According to Tompkins County Senior Planner Megan McDonald, the CHDF evaluates project applications for affordability, location, density and sustainable building practices, in keeping with the county’s Comprehensive Plan.
“The program looks at smart growth and green building, as well as location. Access to public transportation, ensuring people have access to jobs and services, is an important aspect of the program’s assessment,” McDonald said. “We look at project design, property tax impact, whether the developer has a track record of being able to make this happen, and how close the project is to being ready to move forward.”
To receive the maximum award amount of $40,000 per owner-occupied unit and $30,000 per rental unit, capped at $400,000 and $300,000 per project, respectively, units must be affordable to people with household incomes of 80 percent or less of the area median income – $53,889 in 2015 according to the U.S. Census.
Developers must also commit to ensuring the units remain permanently affordable. One way of keeping owner-occupied housing affordable in future sales is through the community housing trust model.
“When developers build for sale housing they put the houses in the trust and it limits the equity that can be taken out to maintain the affordability for the next buyer,” McDonald said. “We want to make sure the public support that kept it affordable for the seller, who will still make some money from the sale, will live on from buyer to buyer to buyer.”
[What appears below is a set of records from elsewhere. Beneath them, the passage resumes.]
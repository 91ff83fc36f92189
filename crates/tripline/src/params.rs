use std::str::FromStr;

use schemars::JsonSchema;
use serde::{Deserialize, Serialize};

use crate::{
    crs::Crs,
    error::{ConfigurationError, ReprojectionError},
    units::MetersPerSecond,
};

/// How the clock carries over between the paths of a batch.
#[derive(Debug, Clone, Copy, PartialEq, Eq, Default, Deserialize, Serialize, JsonSchema)]
#[serde(rename_all = "snake_case")]
pub enum ClockPolicy {
    /// One clock runs through every path in input order, as a single journey.
    #[default]
    Continuing,
    /// Every path starts at `start_time` plus the travel time of its own
    /// offset distance, as independent trips leaving a common origin.
    ExplicitStart,
}

#[derive(Debug, Clone, Copy, PartialEq, Eq, Default, Deserialize, Serialize, JsonSchema)]
#[serde(rename_all = "snake_case")]
pub enum OutputShape {
    /// Sequences plus the maximum timestamp of the batch.
    #[default]
    Aggregate,
    /// GeoJSON feature collection with `[lon, lat, timestamp]` positions.
    GeometryCollection,
    /// Sequences only.
    Flat,
}

#[derive(Debug, Clone, Copy, PartialEq, Eq, Default, Deserialize, Serialize, JsonSchema)]
#[serde(rename_all = "snake_case")]
pub enum ErrorMode {
    /// The first failing path fails the batch.
    #[default]
    Abort,
    /// Failing paths are left out and reported.
    Skip,
}

fn parse_option<T>(name: &'static str, value: &str, variants: &[(&str, T)]) -> Result<T, ConfigurationError>
where
    T: Copy,
{
    let normalized = value.trim().to_ascii_lowercase().replace('-', "_");
    variants
        .iter()
        .find(|(variant, _)| *variant == normalized)
        .map(|(_, parsed)| *parsed)
        .ok_or_else(|| ConfigurationError::UnknownOption {
            name,
            value: value.to_owned(),
        })
}

impl FromStr for ClockPolicy {
    type Err = ConfigurationError;

    fn from_str(s: &str) -> Result<Self, Self::Err> {
        parse_option(
            "clock_policy",
            s,
            &[
                ("continuing", ClockPolicy::Continuing),
                ("explicit_start", ClockPolicy::ExplicitStart),
            ],
        )
    }
}

impl FromStr for OutputShape {
    type Err = ConfigurationError;

    fn from_str(s: &str) -> Result<Self, Self::Err> {
        parse_option(
            "output_shape",
            s,
            &[
                ("aggregate", OutputShape::Aggregate),
                ("geometry_collection", OutputShape::GeometryCollection),
                ("flat", OutputShape::Flat),
            ],
        )
    }
}

impl FromStr for ErrorMode {
    type Err = ConfigurationError;

    fn from_str(s: &str) -> Result<Self, Self::Err> {
        parse_option(
            "error_mode",
            s,
            &[("abort", ErrorMode::Abort), ("skip", ErrorMode::Skip)],
        )
    }
}

/// User facing options of a batch, as read from a config file or flags.
///
/// There is deliberately no default speed: callers must state one.
#[derive(Debug, Clone, Default, PartialEq, Deserialize, Serialize, JsonSchema)]
#[serde(deny_unknown_fields)]
pub struct TripParams {
    pub speed_m_per_s: Option<f64>,
    /// Epoch seconds of the first waypoint, 0 when unset.
    pub start_time: Option<i64>,
    pub source_crs: Option<String>,
    pub target_crs: Option<String>,
    #[serde(default)]
    pub clock_policy: ClockPolicy,
    #[serde(default)]
    pub output_shape: OutputShape,
    #[serde(default)]
    pub error_mode: ErrorMode,
}

/// Validated batch configuration.
#[derive(Debug, Clone, Copy, PartialEq)]
pub struct TripConfig {
    pub speed: MetersPerSecond,
    pub start_time: i64,
    pub source_crs: Crs,
    pub target_crs: Crs,
    pub clock_policy: ClockPolicy,
    pub output_shape: OutputShape,
    pub error_mode: ErrorMode,
}

impl TripParams {
    pub fn validate(&self) -> Result<TripConfig, ConfigurationError> {
        let speed = self
            .speed_m_per_s
            .map(MetersPerSecond::new)
            .ok_or(ConfigurationError::Missing("speed_m_per_s"))?;
        if !speed.is_valid() {
            return Err(ConfigurationError::InvalidSpeed(speed.value()));
        }

        let source_crs: Crs = self
            .source_crs
            .as_deref()
            .ok_or(ConfigurationError::Missing("source_crs"))?
            .parse()?;
        let target_crs: Crs = self
            .target_crs
            .as_deref()
            .ok_or(ConfigurationError::Missing("target_crs"))?
            .parse()?;

        if !source_crs.is_geographic() || !target_crs.is_planar() {
            return Err(ReprojectionError::UndefinedTransform {
                from: source_crs,
                to: target_crs,
            }
            .into());
        }

        Ok(TripConfig {
            speed,
            start_time: self.start_time.unwrap_or(0),
            source_crs,
            target_crs,
            clock_policy: self.clock_policy,
            output_shape: self.output_shape,
            error_mode: self.error_mode,
        })
    }
}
According to Ithaca Urban Renewal Agency Director Nels Bohn, the CHDF was founded partly in response to a housing assessment study done in 2005, which determined a need for approximately 4,000 additional housing units, about half of which needed to be affordable housing, with more recent studies indicating the same.
“Since that time incomes have stagnated and housing prices have continued to increase every year, and the need for affordable housing has increased every year simply because income has not kept pace with housing costs,” Bohn said. “We hear more and more from people saying they can’t afford to live in the City of Ithaca.”
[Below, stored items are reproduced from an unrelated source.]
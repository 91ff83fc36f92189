use geo::{Distance, Euclidean};

use crate::{
    error::TripError,
    reproject::ProjectedCoordinate,
    units::{Meters, MetersPerSecond},
};

pub fn segment_length(from: ProjectedCoordinate, to: ProjectedCoordinate) -> Meters {
    Meters::new(Euclidean.distance(geo::Point::from(from), geo::Point::from(to)))
}

/// Cumulative visit time of every vertex, starting at `start_clock`.
///
/// Each hop adds `floor(length / speed)` seconds, so hops shorter than one
/// second of travel repeat the previous timestamp.
pub fn integrate(
    coordinates: &[ProjectedCoordinate],
    speed: MetersPerSecond,
    start_clock: i64,
) -> Result<Vec<i64>, TripError> {
    if !speed.is_valid() {
        return Err(TripError::InvalidSpeed(speed.value()));
    }

    if coordinates.is_empty() {
        return Err(TripError::EmptyPath);
    }

    let mut clock = start_clock;
    let mut timestamps = Vec::with_capacity(coordinates.len());
    timestamps.push(clock);

    for window in coordinates.windows(2) {
        clock = clock
            .checked_add(segment_length(window[0], window[1]) / speed)
            .ok_or(TripError::ClockOverflow { start: clock })?;
        timestamps.push(clock);
    }

    Ok(timestamps)
}

#[cfg(test)]
mod tests {
    use super::*;

    fn line(points: &[(f64, f64)]) -> Vec<ProjectedCoordinate> {
        points
            .iter()
            .map(|(x, y)| ProjectedCoordinate::new(*x, *y))
            .collect()
    }

    #[test]
    fn should_accumulate_truncated_hops() {
        let coordinates = line(&[(0.0, 0.0), (30.0, 40.0), (30.0, 140.0), (30.0, 145.0)]);
        let timestamps = integrate(&coordinates, MetersPerSecond::new(10.0), 0).unwrap();

        assert_eq!(timestamps, vec![0, 5, 15, 15]);
    }

    #[test]
    fn should_start_at_the_given_clock() {
        let coordinates = line(&[(0.0, 0.0), (100.0, 0.0)]);
        let timestamps = integrate(&coordinates, MetersPerSecond::new(40.0), 1_000).unwrap();

        assert_eq!(timestamps, vec![1_000, 1_002]);
    }

    #[test]
    fn should_truncate_not_round() {
        let coordinates = line(&[(0.0, 0.0), (79.9, 0.0), (159.8, 0.0)]);
        let timestamps = integrate(&coordinates, MetersPerSecond::new(40.0), 0).unwrap();

        assert_eq!(timestamps, vec![0, 1, 2]);
    }

    #[test]
    fn single_vertex_yields_start_clock() {
        let coordinates = line(&[(12.0, 34.0)]);
        assert_eq!(
            integrate(&coordinates, MetersPerSecond::new(40.0), 77).unwrap(),
            vec![77]
        );
    }

    #[test]
    fn identical_vertices_share_a_timestamp() {
        let coordinates = line(&[(5.0, 5.0), (5.0, 5.0), (5.0, 5.0)]);
        assert_eq!(
            integrate(&coordinates, MetersPerSecond::new(1.0), 3).unwrap(),
            vec![3, 3, 3]
        );
    }

    #[test]
    fn should_reject_empty_paths() {
        assert_eq!(
            integrate(&[], MetersPerSecond::new(40.0), 0),
            Err(TripError::EmptyPath)
        );
    }

    #[test]
    fn should_reject_invalid_speed() {
        let coordinates = line(&[(0.0, 0.0), (1.0, 0.0)]);
        assert_eq!(
            integrate(&coordinates, MetersPerSecond::new(0.0), 0),
            Err(TripError::InvalidSpeed(0.0))
        );
        assert_eq!(
            integrate(&coordinates, MetersPerSecond::new(-40.0), 0),
            Err(TripError::InvalidSpeed(-40.0))
        );
    }

    #[test]
    fn timestamps_are_non_decreasing() {
        let coordinates = line(&[
            (0.0, 0.0),
            (3.0, 4.0),
            (3.0, 4.0),
            (-100.0, 20.0),
            (-100.5, 20.0),
            (250.0, -75.0),
        ]);
        let timestamps = integrate(&coordinates, MetersPerSecond::new(7.5), -50).unwrap();

        assert_eq!(timestamps.len(), coordinates.len());
        assert!(timestamps.windows(2).all(|pair| pair[0] <= pair[1]));
    }

    #[test]
    fn should_fail_when_clock_overflows() {
        let coordinates = line(&[(0.0, 0.0), (1.0, 0.0), (2.0, 0.0)]);
        assert_eq!(
            integrate(&coordinates, MetersPerSecond::new(1e-300), 0),
            Err(TripError::ClockOverflow { start: i64::MAX })
        );
        assert_eq!(
            integrate(&line(&[(3.0, 3.0), (3.0, 3.0)]), MetersPerSecond::new(1.0), i64::MAX),
            Ok(vec![i64::MAX, i64::MAX])
        );
    }

    #[test]
    fn segment_length_is_euclidean() {
        let length = segment_length(
            ProjectedCoordinate::new(0.0, 0.0),
            ProjectedCoordinate::new(3.0, 4.0),
        );
        assert_eq!(length, Meters::new(5.0));
    }
}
Although the funds available through the CHDF won’t be enough to support full projects, Bohn says a grant from the CHDF may help developers secure other funding.
“The trick with affordable housing projects is you need many funding sources,” said Bohn. “This shows other funders there is a local commitment, making projects more competitive.”
The original six-year fund agreement expired in 2015, but was renewed by all three entities for another six years, with the City of Ithaca and Tompkins County contributing $100,000 each to the fund every year and Cornell University contributing $200,000.
“The goal was to bring together a variety of different funders,” Bohn said. “We’ve always wanted to expand that to other municipalities and employers but so far it’s been the core group.”
John Gutenberger of Cornell’s Office of Community Relations explained Cornell’s interest in contributing to the fund.
“The primary reason is the condition and availability of good, safe and affordable housing in our area is vitally important to Cornell staff and faculty,” Gutenberger said. “A sub-reason, if you will, is that having affordable, safe and decent housing is certainly a good recruiting tool for any business in Tompkins County and, as the largest employer, Cornell does a good bit of recruiting. It’s also important for sustainability reasons, to have housing closer to the workplace, so people don’t have to commute as far to work.”
Gutenberger thinks these same benefits should attract other large employers to joining the CHDF.
“Besides the ability of their employees to live closer to the workplace, which has its advantages, certainly the major employers in Tompkins County are all recruiting elsewhere for employees, so the availability for good, safe, affordable housing is important.”